Call Center
Henrique Manuel Bento Fialho
Nesta recolha de pequenas histórias, o narrador escuta personagens reclusas de um mundo burocrático. Call Center é o confessionário onde os paradoxos e as ambiguidades da sociedade de consumo encalham, libertando-se sob a forma prestidigitada do conto. O absurdo surge como solução possível para contradições insanáveis, vidas sem rumo, situações mais ou menos verosímeis que nos fazem crer ser inútil procurar outro sentido para a vida que não seja o de uma desconfiança permanente sobre o doméstico, a normalidade, o lógico.

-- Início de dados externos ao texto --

//! 叫地主时的手牌评分
//!
//! 纯启发式：大牌按张加权，炸弹、三张、大对子额外加分，孤立的小单张扣分。

use crate::card::{value_counts, Card};
use crate::config::BiddingConfig;
use rand::Rng;

/// 每张牌的基础权重，下标为点数
const CARD_WEIGHT: [f64; 18] = [
    0.0, 0.0, 0.0, // 占位
    0.0, 0.0, 0.0, 0.0, 0.0, 0.0, 0.0, 0.0, // 3 ~ 10
    0.5, 0.5, // J Q
    1.0, // K
    1.5, // A
    3.0, // 2
    4.0, // 小王
    5.0, // 大王
];

const BOMB_BONUS: f64 = 6.0;
const TRIPLE_BONUS: f64 = 1.0;
const HIGH_TRIPLE_BONUS: f64 = 2.0;
const HIGH_PAIR_BONUS: f64 = 0.5;
const LOOSE_SINGLE_PENALTY: f64 = -0.5;

/// 计算一手牌的强度
pub fn hand_score(hand: &[Card]) -> f64 {
    let counts = value_counts(hand);
    let mut score: f64 = hand.iter().map(|c| CARD_WEIGHT[c.value() as usize]).sum();

    for (value, &count) in counts.iter().enumerate() {
        score += match count {
            0 => 0.0,
            1 if value <= 8 => LOOSE_SINGLE_PENALTY,
            1 => 0.0,
            2 if value >= 12 => HIGH_PAIR_BONUS,
            2 => 0.0,
            3 if value >= 11 => HIGH_TRIPLE_BONUS,
            3 => TRIPLE_BONUS,
            _ => BOMB_BONUS,
        };
    }
    score
}

/// 根据分数决定是否叫地主
pub fn should_claim<R: Rng + ?Sized>(score: f64, config: &BiddingConfig, rng: &mut R) -> bool {
    if score > config.claim_threshold {
        true
    } else if score > config.consider_threshold {
        rng.random_bool(config.claim_probability.clamp(0.0, 1.0))
    } else {
        false
    }
}
//! 出牌 AI
//!
//! `select_move` 是唯一入口：校验输入，按是否需要领出分派到对应策略，
//! 最后把选中的组合重新识别、重新比较一遍，任何不一致都退化成“过”。

pub mod candidates;
pub mod strategy;

use crate::card::Card;
use crate::combo::{classify, Combination};
use crate::config::AiConfig;
use crate::error::RulesError;
use crate::rules::{beats, validate_hand, Ruleset};
use crate::state::TableView;
use candidates::HandIndex;
use serde::{Deserialize, Serialize};
use std::collections::HashSet;
use tracing::{debug, warn};

/// AI 的决定
#[derive(Debug, Clone, PartialEq, Eq, Serialize, Deserialize)]
pub enum Move {
    Play(Combination),
    Pass,
}

impl Move {
    /// 要从手牌中移除的牌
    pub fn cards(&self) -> &[Card] {
        match self {
            Move::Play(combo) => &combo.cards,
            Move::Pass => &[],
        }
    }
}

/// 为 `view.seat` 选择一步
///
/// 上家就是自己（其他人都过了）时按领出处理。
pub fn select_move(hand: &[Card], view: &TableView, rules: &Ruleset, config: &AiConfig) -> Result<Move, RulesError> {
    validate_hand(hand)?;
    view.validate(rules.variant())?;
    if hand.is_empty() {
        return Ok(Move::Pass);
    }

    let index = HandIndex::new(hand, rules);
    let last = view.last.as_ref().filter(|last| last.seat != view.seat);
    let chosen = match last {
        None => strategy::lead(hand, &index, config),
        Some(last) => strategy::follow(hand, &index, view, last, config),
    };

    let Some(combo) = chosen else {
        debug!(seat = view.seat, "没有合适的牌，过");
        return Ok(Move::Pass);
    };

    let reference = last.map(|last| &last.combo);
    if !self_check(hand, &combo, reference, rules) {
        warn!(seat = view.seat, combo = %combo, "选出的牌没有通过自检，改为过");
        return Ok(Move::Pass);
    }
    Ok(Move::Play(combo))
}

/// 选出的牌必须来自手牌、能被原样识别并且压得过上家
fn self_check(hand: &[Card], combo: &Combination, reference: Option<&Combination>, rules: &Ruleset) -> bool {
    let held: HashSet<u16> = hand.iter().map(|c| c.id).collect();
    let mut used = HashSet::with_capacity(combo.len());
    if !combo.cards.iter().all(|c| held.contains(&c.id) && used.insert(c.id)) {
        return false;
    }
    let Some(again) = classify(&combo.cards, rules) else {
        return false;
    };
    again.category == combo.category && again.primary == combo.primary && beats(&again, reference, rules)
}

À actual reedição, revista, acrescentaram-se 10 novos contos: “Em Memória de Stephen Crane”, “Espelhos”, “Fábula da Vida de Cão”, “Gilberto”, “Homem do Machado”, “Impecável”, “Ménage à Trois”, “Nação Barata”, “Rodrigo” e “Telmo”.
Excerto
Ponto assente: vamos morrer. A questão é quando e como. Na verdade, o como não chega a ser questão. Podemos morrer de morte súbita, de morte lenta, de acidente, assassinados, podemos pôr termo à vida. Que importa? A questão essencial é quando vamos morrer. Se esta dúvida nunca atormentou o leitor, ponha os olhos em Adalberto Pirralha. Morreria para saber quando seria o seu momento fatal.
Nota de leitura
Também poeta e bloguista muito activo, Henrique Manuel Bento Fialho tem-se destacado como cultor da narrativa breve ou brevíssima. Em Cal Center, reúne 39 histórias que são como chamadas perdidas, imunes aos rígidos protocolos do realismo vigente. No universo de HMBF, o espelho que reflecte a sociedade partiu-se em mil estilhaços, e é sobre essas arestas de vidro que as personagens caminham, cortando-se e sangrando, mais impulsionadas pelo espanto do que pela revolta, seguindo ainda assim em frente, através do negrume. As incongruências da vida gregária (na família, no bairro, no país) e a entropia social geram uma energia turva que explode através de situações absurdas.